TASK TO CARRY OUT |
All of the data below is to be copied again without changes.

Stored data entries |

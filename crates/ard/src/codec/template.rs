//! Render a handlebars template, then decode the output

use handlebars::{Handlebars, no_escape};
use serde::Serialize;
use tracing::debug;

use crate::codec::{Format, decode_text};
use crate::core::Value;
use crate::error::{ArdError, ArdResult};

/// Render `template` against `data` and decode the complete output
///
/// Output is not HTML-escaped. Binary formats expect the template to
/// produce a base64 envelope.
///
/// ```rust
/// use ard::Value;
/// use ard::codec::{Format, decode_template};
/// use serde_json::json;
///
/// let value = decode_template("port: {{port}}\n", &json!({"port": 8080}), Format::Yaml).unwrap();
/// assert_eq!(value.get_key("port"), Some(&Value::Integer(8080)));
/// ```
///
/// # Errors
///
/// Returns [`ArdError::Template`] when the template does not parse or
/// render, otherwise the decode error for the rendered text.
pub fn decode_template<T>(template: &str, data: &T, format: Format) -> ArdResult<Value>
where
    T: Serialize,
{
    let mut handlebars = Handlebars::new();
    handlebars.register_escape_fn(no_escape);

    let rendered = handlebars
        .render_template(template, data)
        .map_err(|e| ArdError::template(e.to_string()))?;
    debug!(len = rendered.len(), format = %format, "rendered template");

    Ok(decode_text(&rendered, format, false)?.value)
}

#[cfg(test)]
mod tests {
    use pretty_assertions::assert_eq;
    use serde_json::json;

    use super::*;
    use crate::core::Map;

    #[test]
    fn test_renders_then_decodes() {
        let data = json!({"name": "a <b>", "replicas": [1, 2]});
        let template = "name: \"{{name}}\"\nreplicas:\n{{#each replicas}}  - {{this}}\n{{/each}}";

        let value = decode_template(template, &data, Format::Yaml).unwrap();

        let mut expected = Map::new();
        expected.insert(Value::string("name"), Value::string("a <b>"));
        expected.insert(
            Value::string("replicas"),
            Value::List(vec![Value::Integer(1), Value::Integer(2)]),
        );
        assert_eq!(value, Value::Map(expected));
    }

    #[test]
    fn test_value_as_data() {
        let mut data = Map::new();
        data.insert(Value::string("flag"), Value::Boolean(true));

        let value = decode_template("[{{flag}}]", &Value::Map(data), Format::Json).unwrap();
        assert_eq!(value, Value::List(vec![Value::Boolean(true)]));
    }

    #[test]
    fn test_template_errors() {
        let error = decode_template("{{#if}}", &json!({}), Format::Yaml).unwrap_err();
        assert!(matches!(error, ArdError::Template { .. }), "{error}");
    }

    #[test]
    fn test_rendered_output_must_decode() {
        let error = decode_template("[{{x}}", &json!({"x": 1}), Format::Json).unwrap_err();
        assert!(error.is_decode());
    }
}
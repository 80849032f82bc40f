//! Serde adapter that keeps `chrono` timestamps as ARD timestamps
//!
//! Plain `chrono` serialization produces strings. Annotate a field with
//! `#[serde(with = "ard::reflect::timestamp")]` and the reflector will
//! produce [`Value::Timestamp`](crate::Value::Timestamp) instead; other
//! serializers still see RFC 3339 text.

use chrono::{DateTime, FixedOffset, TimeZone};
use serde::{Deserialize, Deserializer, Serializer, de};

use crate::core::key::format_timestamp;
use crate::reflect::TIMESTAMP_TOKEN;

/// Serialize a timestamp
///
/// # Errors
///
/// Only the serializer's own errors.
pub fn serialize<Tz, S>(value: &DateTime<Tz>, serializer: S) -> Result<S::Ok, S::Error>
where
    Tz: TimeZone,
    S: Serializer,
{
    serializer.serialize_newtype_struct(TIMESTAMP_TOKEN, &format_timestamp(&value.fixed_offset()))
}

/// Deserialize a timestamp, keeping its offset
///
/// # Errors
///
/// Fails when the input is not RFC 3339 text.
pub fn deserialize<'de, D>(deserializer: D) -> Result<DateTime<FixedOffset>, D::Error>
where
    D: Deserializer<'de>,
{
    let text = String::deserialize(deserializer)?;
    DateTime::parse_from_rfc3339(&text)
        .map_err(|e| de::Error::custom(format!("invalid timestamp {text:?}: {e}")))
}

#[cfg(test)]
mod tests {
    use serde::{Deserialize, Serialize};

    use super::*;
    use crate::core::Value;
    use crate::reflect::Reflector;

    #[derive(Debug, PartialEq, Serialize, Deserialize)]
    struct Event {
        #[serde(with = "crate::reflect::timestamp")]
        at: DateTime<FixedOffset>,
    }

    #[test]
    fn test_timestamp_field_becomes_timestamp() {
        let at = DateTime::parse_from_rfc3339("2023-03-04T05:06:07.5-07:00").unwrap();
        let reflector = Reflector::default();

        let value = reflector.unpack(&Event { at }).unwrap();
        assert_eq!(value.get_key("at"), Some(&Value::Timestamp(at)));

        let back: Event = reflector.pack(&value).unwrap();
        assert_eq!(back.at, at);
        assert_eq!(back.at.offset(), at.offset());
    }

    #[test]
    fn test_other_serializers_see_text() {
        let at = DateTime::parse_from_rfc3339("2023-03-04T05:06:07Z").unwrap();
        let json = serde_json::to_string(&Event { at }).unwrap();
        assert_eq!(json, r#"{"at":"2023-03-04T05:06:07Z"}"#);
    }
}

WRITTEN SOLUTION |
filename crates/ard/src/codec/template.rs
//! Render a handlebars template, then decode the output

use handlebars::{Handlebars, no_escape};
use serde::Serialize;
use tracing::debug;

use crate::codec::{Format, decode_text};
use crate::core::Value;
use crate::error::{ArdError, ArdResult};

/// Render `template` against `data` and decode the complete output
///
/// Output is not HTML-escaped. Binary formats expect the template to
/// produce a base64 envelope.
///
/// ```rust
/// use ard::Value;
/// use ard::codec::{Format, decode_template};
/// use serde_json::json;
///
/// let value = decode_template("port: {{port}}\n", &json!({"port": 8080}), Format::Yaml).unwrap();
/// assert_eq!(value.get_key("port"), Some(&Value::Integer(8080)));
/// ```
///
/// # Errors
///
/// Returns [`ArdError::Template`] when the template does not parse or
/// render, otherwise the decode error for the rendered text.
pub fn decode_template<T>(template: &str, data: &T, format: Format) -> ArdResult<Value>
where
    T: Serialize,
{
    let mut handlebars = Handlebars::new();
    handlebars.register_escape_fn(no_escape);

    let rendered = handlebars
        .render_template(template, data)
        .map_err(|e| ArdError::template(e.to_string()))?;
    debug!(len = rendered.len(), format = %format, "rendered template");

    Ok(decode_text(&rendered, format, false)?.value)
}

#[cfg(test)]
mod tests {
    use pretty_assertions::assert_eq;
    use serde_json::json;

    use super::*;
    use crate::core::Map;

    #[test]
    fn test_renders_then_decodes() {
        let data = json!({"name": "a <b>", "replicas": [1, 2]});
        let template = "name: \"{{name}}\"\nreplicas:\n{{#each replicas}}  - {{this}}\n{{/each}}";

        let value = decode_template(template, &data, Format::Yaml).unwrap();

        let mut expected = Map::new();
        expected.insert(Value::string("name"), Value::string("a <b>"));
        expected.insert(
            Value::string("replicas"),
            Value::List(vec![Value::Integer(1), Value::Integer(2)]),
        );
        assert_eq!(value, Value::Map(expected));
    }

    #[test]
    fn test_value_as_data() {
        let mut data = Map::new();
        data.insert(Value::string("flag"), Value::Boolean(true));

        let value = decode_template("[{{flag}}]", &Value::Map(data), Format::Json).unwrap();
        assert_eq!(value, Value::List(vec![Value::Boolean(true)]));
    }

    #[test]
    fn test_template_errors() {
        let error = decode_template("{{#if}}", &json!({}), Format::Yaml).unwrap_err();
        assert!(matches!(error, ArdError::Template { .. }), "{error}");
    }

    #[test]
    fn test_rendered_output_must_decode() {
        let error = decode_template("[{{x}}", &json!({"x": 1}), Format::Json).unwrap_err();
        assert!(error.is_decode());
    }
}
repository 80849032f82bc40f
//! Serde adapter that keeps `chrono` timestamps as ARD timestamps
//!
//! Plain `chrono` serialization produces strings. Annotate a field with
//! `#[serde(with = "ard::reflect::timestamp")]` and the reflector will
//! produce [`Value::Timestamp`](crate::Value::Timestamp) instead; other
//! serializers still see RFC 3339 text.

use chrono::{DateTime, FixedOffset, TimeZone};
use serde::{Deserialize, Deserializer, Serializer, de};

use crate::core::key::format_timestamp;
use crate::reflect::TIMESTAMP_TOKEN;

/// Serialize a timestamp
///
/// # Errors
///
/// Only the serializer's own errors.
pub fn serialize<Tz, S>(value: &DateTime<Tz>, serializer: S) -> Result<S::Ok, S::Error>
where
    Tz: TimeZone,
    S: Serializer,
{
    serializer.serialize_newtype_struct(TIMESTAMP_TOKEN, &format_timestamp(&value.fixed_offset()))
}

/// Deserialize a timestamp, keeping its offset
///
/// # Errors
///
/// Fails when the input is not RFC 3339 text.
pub fn deserialize<'de, D>(deserializer: D) -> Result<DateTime<FixedOffset>, D::Error>
where
    D: Deserializer<'de>,
{
    let text = String::deserialize(deserializer)?;
    DateTime::parse_from_rfc3339(&text)
        .map_err(|e| de::Error::custom(format!("invalid timestamp {text:?}: {e}")))
}

#[cfg(test)]
mod tests {
    use serde::{Deserialize, Serialize};

    use super::*;
    use crate::core::Value;
    use crate::reflect::Reflector;

    #[derive(Debug, PartialEq, Serialize, Deserialize)]
    struct Event {
        #[serde(with = "crate::reflect::timestamp")]
        at: DateTime<FixedOffset>,
    }

    #[test]
    fn test_timestamp_field_becomes_timestamp() {
        let at = DateTime::parse_from_rfc3339("2023-03-04T05:06:07.5-07:00").unwrap();
        let reflector = Reflector::default();

        let value = reflector.unpack(&Event { at }).unwrap();
        assert_eq!(value.get_key("at"), Some(&Value::Timestamp(at)));

        let back: Event = reflector.pack(&value).unwrap();
        assert_eq!(back.at, at);
        assert_eq!(back.at.offset(), at.offset());
    }

    #[test]
    fn test_other_serializers_see_text() {
        let at = DateTime::parse_from_rfc3339("2023-03-04T05:06:07Z").unwrap();
        let json = serde_json::to_string(&Event { at }).unwrap();
        assert_eq!(json, r#"{"at":"2023-03-04T05:06:07Z"}"#);
    }
}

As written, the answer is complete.